Give back exactly the lines of the data below, starting with the line that has "bcrypt::verify(password, &self.password_hash).unwrap_or(false)" and going on through the line that has "impl UserStore for".

→ **Provided records**:
|---|

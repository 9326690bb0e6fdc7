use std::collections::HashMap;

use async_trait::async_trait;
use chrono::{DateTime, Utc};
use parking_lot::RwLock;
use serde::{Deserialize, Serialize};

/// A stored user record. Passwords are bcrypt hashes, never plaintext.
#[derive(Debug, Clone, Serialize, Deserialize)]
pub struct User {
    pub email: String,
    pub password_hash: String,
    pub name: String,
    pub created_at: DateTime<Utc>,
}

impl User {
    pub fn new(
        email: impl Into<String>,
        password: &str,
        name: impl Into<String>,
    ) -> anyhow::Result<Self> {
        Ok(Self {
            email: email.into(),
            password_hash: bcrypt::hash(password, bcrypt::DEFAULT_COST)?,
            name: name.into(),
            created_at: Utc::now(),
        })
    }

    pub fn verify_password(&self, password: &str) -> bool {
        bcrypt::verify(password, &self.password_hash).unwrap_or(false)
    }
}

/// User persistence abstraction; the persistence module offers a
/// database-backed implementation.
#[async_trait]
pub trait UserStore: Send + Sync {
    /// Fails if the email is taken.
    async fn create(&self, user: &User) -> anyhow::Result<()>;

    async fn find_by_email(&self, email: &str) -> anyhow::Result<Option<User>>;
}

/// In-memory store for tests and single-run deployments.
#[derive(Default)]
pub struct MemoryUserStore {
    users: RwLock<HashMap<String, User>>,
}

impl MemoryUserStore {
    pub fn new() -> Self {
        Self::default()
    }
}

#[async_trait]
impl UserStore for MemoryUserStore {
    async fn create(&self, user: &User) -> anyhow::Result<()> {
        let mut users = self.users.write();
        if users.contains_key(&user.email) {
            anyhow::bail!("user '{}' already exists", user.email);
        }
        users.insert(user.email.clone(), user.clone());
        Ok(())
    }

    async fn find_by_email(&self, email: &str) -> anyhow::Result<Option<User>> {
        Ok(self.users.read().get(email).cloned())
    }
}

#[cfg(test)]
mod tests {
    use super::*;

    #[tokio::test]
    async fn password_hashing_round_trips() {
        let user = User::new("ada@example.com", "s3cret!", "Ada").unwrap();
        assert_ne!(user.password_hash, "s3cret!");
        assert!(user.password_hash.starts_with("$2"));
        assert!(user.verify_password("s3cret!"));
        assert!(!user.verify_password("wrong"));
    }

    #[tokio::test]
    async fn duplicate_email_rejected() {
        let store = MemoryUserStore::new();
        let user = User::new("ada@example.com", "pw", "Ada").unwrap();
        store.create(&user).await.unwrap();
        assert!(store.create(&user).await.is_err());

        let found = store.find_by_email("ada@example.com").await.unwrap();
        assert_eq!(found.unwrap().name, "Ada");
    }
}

|---|

→ **Answer section**:
        bcrypt::verify(password, &self.password_hash).unwrap_or(false)
    }
}

/// User persistence abstraction; the persistence module offers a
/// database-backed implementation.
#[async_trait]
pub trait UserStore: Send + Sync {
    /// Fails if the email is taken.
    async fn create(&self, user: &User) -> anyhow::Result<()>;

    async fn find_by_email(&self, email: &str) -> anyhow::Result<Option<User>>;
}

/// In-memory store for tests and single-run deployments.
#[derive(Default)]
pub struct MemoryUserStore {
    users: RwLock<HashMap<String, User>>,
}

impl MemoryUserStore {
    pub fn new() -> Self {
        Self::default()
    }
}

#[async_trait]
impl UserStore for MemoryUserStore {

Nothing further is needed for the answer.